Sunday, January 29, 2012

Making Sense of the Mess

As statute of limitations becomes an ever-pressing issue, I find myself thinking more and more about what this all means to me and why I would consider moving forward with a lawsuit. Initially, much of it was the physical aspect. I had a bulging disc in my lower back prior to this entire incident and it already caused me a significant amount of pain. This incident aggravated my pain to levels I couldn't even fathom.

My father portrayed me as a threat to society and when the two state troopers arrived in my driveway and handcuffed me, they were less than gentle. The one was clearly afraid of me and was particularly rough. The ride to the ER with my hands cuffed behind my back and seatbelted was excruciating and I asked the officers several times to please pull over and switch the cuffs to the front. I explained my back issues, but to deaf ears. By the time it was all said and done, the pain in both my wrists, my back and neck were absolutely unbearable. I was terrified for months, after the police incident, that I would never kayak again or enjoy a "normal" life. For several weeks, I was confined to my bed in pain that I didn't know was possible. Almost two years later, I still suffer from wrist, back and neck issues.

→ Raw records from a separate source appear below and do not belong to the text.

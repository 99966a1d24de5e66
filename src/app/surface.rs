//! Output surface for the controller.
//!
//! The controller never prints; it reports everything through [`Surface`].
//! [`TerminalSurface`] renders to stdout with `colored`, and tests swap in
//! a recording fake to assert on the exact sequence of UI effects.

use colored::Colorize;

use crate::app::render::{self, Segment};
use crate::app::state::{ChatAuthor, ChatEntry, Panel};
use crate::config::schema::UiConfig;
use crate::protocol::{DecodeResponse, StatsResponse, TemplatePayload, ToxicityResponse};
use crate::toxicity;

/// Everything the controller can show the user.
pub trait Surface {
    /// The active panel changed.
    fn panel_changed(&mut self, panel: Panel);
    /// The loading indicator turned on or off.
    fn loader(&mut self, on: bool);
    /// Input was missing; show the panel's prompt instead of calling out.
    fn validation_prompt(&mut self, prompt: &str);
    /// The server answered with a failure message.
    fn app_error(&mut self, message: &str);
    /// The server could not be reached.
    fn transport_error(&mut self, message: &str);
    /// A rewrite came back.
    fn rewrite_result(&mut self, text: &str);
    /// A toxicity report came back for the given email text.
    fn toxicity_report(&mut self, email: &str, response: &ToxicityResponse);
    /// A decode came back.
    fn decode_result(&mut self, response: &DecodeResponse);
    /// A thread analysis came back.
    fn thread_result(&mut self, analysis: &str);
    /// A template was fetched and placed in the rewrite draft.
    fn template_loaded(&mut self, template: &TemplatePayload);
    /// Fresh usage counters.
    fn stats(&mut self, stats: &StatsResponse);
    /// A line was appended to the coach transcript.
    fn chat_entry(&mut self, entry: &ChatEntry);
    /// The coach is busy (or done); sends are refused while busy.
    fn chat_busy(&mut self, busy: bool);
    /// Low-priority notice.
    fn note(&mut self, message: &str);
}

// ---------------------------------------------------------------------------
// Terminal rendering
// ---------------------------------------------------------------------------

/// Renders controller output to stdout.
pub struct TerminalSurface {
    ui: UiConfig,
}

impl TerminalSurface {
    pub fn new(ui: UiConfig) -> Self {
        Self { ui }
    }
}

impl Surface for TerminalSurface {
    fn panel_changed(&mut self, panel: Panel) {
        println!("{} active panel is now {}", "·".dimmed(), panel.name().bold());
    }

    fn loader(&mut self, on: bool) {
        // A line terminal has nothing to erase once the caption is printed.
        if on {
            println!("{}", self.ui.loader_caption.dimmed());
        }
    }

    fn validation_prompt(&mut self, prompt: &str) {
        println!("{}", prompt.yellow());
    }

    fn app_error(&mut self, message: &str) {
        println!("{} {}", "Error:".red().bold(), message);
    }

    fn transport_error(&mut self, message: &str) {
        println!("{} {}", "Failed:".red().bold(), message);
    }

    fn rewrite_result(&mut self, text: &str) {
        println!();
        println!("{}", "Rewritten Email".bold().cyan());
        println!("{}", "=".repeat(50));
        println!("{text}");
    }

    fn toxicity_report(&mut self, email: &str, response: &ToxicityResponse) {
        let percent = response.toxicity_percent;
        println!();
        println!("{}", "Toxicity Analysis".bold().cyan());
        println!("{}", "=".repeat(50));
        println!(
            "  {} {}% {}",
            "Toxicity:".bold(),
            percent,
            render::meter(percent as u64, 100, 20),
        );
        println!("  {}", render::severity_label(toxicity::severity(percent)));
        println!();

        let mut line = String::new();
        for segment in render::split_highlights(email, &response.highlights) {
            match segment {
                Segment::Plain(text) => line.push_str(text),
                Segment::Toxic { text, .. } => {
                    line.push_str(&text.red().bold().to_string());
                }
            }
        }
        println!("{line}");

        if response.highlights.is_empty() {
            println!();
            println!("  {}", self.ui.no_findings.green());
        } else {
            println!();
            println!("{}", "Detected Phrases".bold().cyan());
            for span in &response.highlights {
                println!("  \"{}\" (toxicity {}/10)", span.phrase, span.toxicity);
                println!("    {}", span.meaning.dimmed());
            }
        }
    }

    fn decode_result(&mut self, response: &DecodeResponse) {
        println!();
        println!("{}", "Decoded Message".bold().cyan());
        println!("{}", "=".repeat(50));
        println!(
            "  {} {}/10 {}",
            "Aggression:".bold(),
            response.aggression_score,
            render::meter(response.aggression_score as u64, 10, 10),
        );
        println!();
        println!("{}", response.analysis);
    }

    fn thread_result(&mut self, analysis: &str) {
        println!();
        println!("{}", "Thread Health Report".bold().cyan());
        println!("{}", "=".repeat(50));
        println!("{analysis}");
    }

    fn template_loaded(&mut self, template: &TemplatePayload) {
        println!(
            "{} Loaded template {} into the rewrite draft",
            "✓".green().bold(),
            template.name.bold(),
        );
        println!("  {}", template.context.dimmed());
    }

    fn stats(&mut self, stats: &StatsResponse) {
        println!();
        println!("{}", "Usage Stats".bold().cyan());
        println!("{}", "=".repeat(40));
        println!(
            "  {} {}",
            "Emails processed:".bold(),
            render::format_number(stats.emails_processed),
        );
        println!(
            "  {} {}",
            "Toxicity removed:".bold(),
            render::format_number(stats.toxicity_removed),
        );
        println!("  {} {}", "Most used tone:  ".bold(), stats.most_used_tone);
        println!("  {} {}", "Active users:    ".bold(), stats.active_users);
    }

    fn chat_entry(&mut self, entry: &ChatEntry) {
        match entry.author {
            ChatAuthor::User => println!("{} {}", "you:".bold(), entry.text),
            ChatAuthor::Coach => println!("{} {}", "coach:".cyan().bold(), entry.text),
        }
    }

    fn chat_busy(&mut self, busy: bool) {
        if busy {
            println!("{}", "coach is typing...".dimmed());
        }
    }

    fn note(&mut self, message: &str) {
        println!("{}", message.dimmed());
    }
}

These things should have never happened.

Tonight, I find myself thinking about my life at that time and I look back in absolute shock. How did I survive that, emotionally???

The terror started in February 2010--well, much earlier, if you consider when I was living with the PFA boyfriend (March 2009--November 2009) and when I initially left him Thanksgiving of 2009--but the feeling of being terrified of him coming to my home and hurting me probably started increasing around mid-February 2010. It became bad enough and I had enough evidence that it was occurring that a friend encouraged me to seek a PFA. That started on April 1, 2010 and we had our official "date with the judge" on April 22, 2010--during which time, the judge felt there was enough reason to grant me a three year PFA.

Looking back at the terror I was feeling by April, I was often terrified to leave my house, I was afraid to sleep many nights and woke up to the slightest sound due to his frequent threats to come in on his own, if I was unwilling to talk. Easter was April 4th that year and I tried talking to my father about my fear, the PFA, and begged him to help me. He, too, turned a deaf ear and told me that it was between me and my ex-boyfriend. April 10th was when my father came to my house, harassed me himself and again, refused to listen when I tried to tell him what was really going on in my life. Many people told me to seek a PFA against my father after that event, but that seemed ridiculous.

By the official PFA hearing date of April 22nd, I was an absolute mess. I felt terrorized and harassed from so many directions that I could no longer leave my house without having people with me--for grocery shopping, to get my mail--simple activities were now so fraught with terror that I could barely function. Yeah, my father was right. There was something VERY wrong with me. But I needed his support; not for him to add to the horror.

I remember being terrified to even enter the courthouse that morning. I hadn't had to deal with the ex-boyfriend face-to-face since the last week of March (and those events were driving factors in obtaining the PFA), so the idea of sitting in the same room with him were almost beyond what I was capable of. If it hadn't been for the fact that my "defender" was there to support me, I couldn't have done it.

What I didn't expect was to have my father show up there, attempting to persuade the judge to have me committed to a state hospital. He was there in uniform (to show his authority and power) and frequently came into the room I was waiting in, with his own anger and threats. Again, how I survived this, I am not sure. Thankfully, the judge ignored my father's requests and still granted me the PFA.

Several hours after this, I was in my yard and my father called me. He demanded that I meet with a crisis worker and when I discovered that my father was also in the town I lived in, I immediately went inside and locked my door. There was no way I wanted a replay of the antics he displayed on April 10th--I knew that trusting this man and calling him father was no longer possible. Thankfully, he didn't call back and he didn't come to the house.

Shortly after, I had to take my vehicle to the garage. It was as I was returning home and pulling into my driveway that I looked into my rearview mirror to see the state police car behind me. I didn't even have my vehicle shut off when they approached me. And so began the rest of that journey--wrestled, handcuffed, escorted to the ER and the rest of the evening spent there. By far, one of the worst days of my life.

These things should have never happened.


To start the day with a PFA hearing and terror--midday, to have the police remove you from your property as a common criminal and the terror of not knowing why (they didn't tell me why they were there or why they were doing what they were to me)--to end the day, attempting to prove your sanity and the terror that knowing because of all of these events, sanity is quickly waning...


Yeah, these things should have never happened...


No crisis worker ever called me or came to evaluate me. They took my father's uniform as enough evidence that his statements were true. He lied all through the report he gave--information he knew was not true--but this is what happens to disobedient children, right? Never mind the fact that they are 36 years old and a therapist, themselves? As I mentioned before, the crisis worker my father met with was a woman I had fired several months before that--I was her supervisor. Some conflict there, perhaps? So many areas that this entire situation was just wrong.


Making sense of it... I still struggle, nearly two years later. I wonder if I ever will?